Qual è stata la scalata che porterà sempre nel cuore?
«Ce ne sono tante, nessuna ti regala le stesse emozioni della precedente. Alcune però sono davvero particolari: ricordo l’ottava salita con mio padre, quando abbiamo aperto insieme una nuova via sul Cervino, la montagna di casa. Un bel traguardo a livello sportivo, visto che non siamo stati i primi a provarci, ma so- prattutto a livello umano».
La cima più alta invece?
«La parete sud dello Shisha Pangma. Oltre 8.000 metri in stile alpino, o come preferisco io, “pulito”. Quando si immagina una scalata importante, come quella dell’Everest ad esempio, si pensa alle lunghe cordate di scalatori con bombole di ossigeno accompagnati dagli sherpa. Questa tecnica di salita, definita himalayana, è molto impattante sulla montagna. Lo stile alpino è più impegnativo a livello fisico e mentale ma preserva l’area naturale. Credo che uno scalatore dovrebbe essere come prima cosa un amante del territorio e che sia meglio lavorare sulle proprie capacità invece che affidarsi alla tecnologia a discapito dell’ambiente».
Parlando di inquinamento e crisi climatica, la montagna sta cambiando?
«Assolutamente sì. Si parla tanto di “salvare la montagna” ma in realtà dobbiamo salvare noi stessi. La montagna si adatta, anche senza neve. È l’uomo che mette a repentaglio la sua vita e l’intera società con la fusione dei ghiacciai, che conservano più del 70 percento delle acque bianche sul pianeta».
Oggi sui social l’outdoor sembra essere una sorta di moda, questo è un bene o no?

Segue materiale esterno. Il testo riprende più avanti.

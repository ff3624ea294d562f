use std::collections::HashMap;

use csm_store::{Driver, ParamMap};
use csm_types::Identifier;
use tracing::{debug, info};

use crate::config::ServiceConfig;
use crate::error::{ServiceError, ServiceResult};
use crate::hash::params_key;
use crate::registry::DriverFactory;

/// Which driver a [`ContentService`] call should use.
pub enum DriverSelector {
    /// The driver named by `default_driver`.
    Default,
    /// A driver named in the service configuration.
    Named(String),
    /// An ad-hoc parameter set with a `type` tag.
    Params(ParamMap),
    /// A caller-built driver, registered under the key of its `params()`.
    Instance(Box<dyn Driver>),
}

impl From<&str> for DriverSelector {
    fn from(name: &str) -> Self {
        Self::Named(name.to_string())
    }
}

impl From<ParamMap> for DriverSelector {
    fn from(params: ParamMap) -> Self {
        Self::Params(params)
    }
}

impl From<Box<dyn Driver>> for DriverSelector {
    fn from(driver: Box<dyn Driver>) -> Self {
        Self::Instance(driver)
    }
}

impl std::fmt::Debug for DriverSelector {
    fn fmt(&self, f: &mut std::fmt::Formatter<'_>) -> std::fmt::Result {
        match self {
            Self::Default => write!(f, "Default"),
            Self::Named(name) => f.debug_tuple("Named").field(name).finish(),
            Self::Params(params) => f.debug_tuple("Params").field(params).finish(),
            Self::Instance(driver) => write!(f, "Instance({})", driver.kind()),
        }
    }
}

/// Resolves drivers from configuration and forwards content operations.
///
/// Drivers are created once per distinct parameter set and reused: two
/// names with identical effective parameters share one instance. The cache
/// key is computed when the driver is created; later `set_param` calls on
/// the returned driver do not re-key it.
pub struct ContentService {
    config: ServiceConfig,
    factory: DriverFactory,
    /// params key -> driver
    instances: HashMap<String, Box<dyn Driver>>,
    /// configured name -> params key
    names: HashMap<String, String>,
}

impl ContentService {
    /// Service with the built-in driver factory.
    pub fn new(config: ServiceConfig) -> ServiceResult<Self> {
        Self::with_factory(config, DriverFactory::with_builtins())
    }

    pub fn with_factory(config: ServiceConfig, factory: DriverFactory) -> ServiceResult<Self> {
        if config.default_driver.is_empty() {
            return Err(ServiceError::Configuration(
                "default driver is not set in service config".into(),
            ));
        }
        Ok(Self {
            config,
            factory,
            instances: HashMap::new(),
            names: HashMap::new(),
        })
    }

    pub fn config(&self) -> &ServiceConfig {
        &self.config
    }

    pub fn factory_mut(&mut self) -> &mut DriverFactory {
        &mut self.factory
    }

    /// Number of distinct driver instances created so far.
    pub fn instance_count(&self) -> usize {
        self.instances.len()
    }

    /// Resolve `selector` to a driver, creating and caching it on first use.
    pub fn driver(&mut self, selector: DriverSelector) -> ServiceResult<&mut dyn Driver> {
        let key = match selector {
            DriverSelector::Default => {
                let name = self.config.default_driver.clone();
                self.named_key(&name)?
            }
            DriverSelector::Named(name) => self.named_key(&name)?,
            DriverSelector::Params(mut params) => {
                params.extend(self.config.shared.clone());
                self.params_key_for(&params)?
            }
            DriverSelector::Instance(driver) => {
                let key = params_key(&driver.params())?;
                debug!(kind = driver.kind(), key = %key, "registering driver instance");
                self.instances.insert(key.clone(), driver);
                key
            }
        };
        match self.instances.get_mut(&key) {
            Some(driver) => Ok(driver.as_mut()),
            None => Err(ServiceError::Configuration(format!(
                "driver instance {key} is not registered"
            ))),
        }
    }

    fn named_key(&mut self, name: &str) -> ServiceResult<String> {
        if let Some(key) = self.names.get(name) {
            return Ok(key.clone());
        }
        let params = self.config.driver_params(name)?;
        let key = self.params_key_for(&params)?;
        info!(name, key = %key, "driver resolved");
        self.names.insert(name.to_string(), key.clone());
        Ok(key)
    }

    fn params_key_for(&mut self, params: &ParamMap) -> ServiceResult<String> {
        let key = params_key(params)?;
        if !self.instances.contains_key(&key) {
            let driver = self.factory.create(params)?;
            self.instances.insert(key.clone(), driver);
        }
        Ok(key)
    }

    // -----------------------------------------------------------------------
    // Forwarding
    // -----------------------------------------------------------------------

    pub fn get(
        &mut self,
        selector: DriverSelector,
        ident: &Identifier,
        name: &str,
    ) -> ServiceResult<Option<Vec<u8>>> {
        Ok(self.driver(selector)?.get(ident, name)?)
    }

    pub fn set(
        &mut self,
        selector: DriverSelector,
        ident: &Identifier,
        content: &[u8],
        name: &str,
    ) -> ServiceResult<bool> {
        Ok(self.driver(selector)?.set(ident, content, name)?)
    }

    pub fn delete(
        &mut self,
        selector: DriverSelector,
        ident: &Identifier,
        name: &str,
    ) -> ServiceResult<bool> {
        Ok(self.driver(selector)?.delete(ident, name)?)
    }

    /// Existence check. Fails only when the driver can not be resolved.
    pub fn exists(
        &mut self,
        selector: DriverSelector,
        ident: &Identifier,
        name: &str,
    ) -> ServiceResult<bool> {
        Ok(self.driver(selector)?.exists(ident, name))
    }

    pub fn resolve_prepared_url(
        &mut self,
        selector: DriverSelector,
        ident: &Identifier,
        name: &str,
    ) -> ServiceResult<Option<String>> {
        Ok(self.driver(selector)?.resolve_prepared_url(ident, name)?)
    }

    pub fn copy(
        &mut self,
        selector: DriverSelector,
        source: &Identifier,
        dest: &Identifier,
        name: &str,
        dest_name: Option<&str>,
    ) -> ServiceResult<bool> {
        Ok(self.driver(selector)?.copy(source, dest, name, dest_name)?)
    }
}

impl std::fmt::Debug for ContentService {
    fn fmt(&self, f: &mut std::fmt::Formatter<'_>) -> std::fmt::Result {
        f.debug_struct("ContentService")
            .field("default_driver", &self.config.default_driver)
            .field("instances", &self.instances.len())
            .finish()
    }
}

«È vero, ma non parlerei solo di moda. Credo che la causa sia anche da ricercarsi negli anni di privazioni del Covid: quando una persona si sente rinchiusa l’istinto è quello di scappare, avvicinandosi magari all’escursionismo. In questo non c’è nulla di male, il problema sta nell’atteggiamento: sui social si tende a mostrare tutto ciò che si fa, rincorrendo lo scatto più bello e mettendo a volte a repentaglio la propria vita senza nemmeno accorgersene. È bello che le persone si avvicinino alla natura, ma bisognerebbe riscoprire anche l’idea di intimità e ricordi personali da condividere con chi davvero ci vuole bene».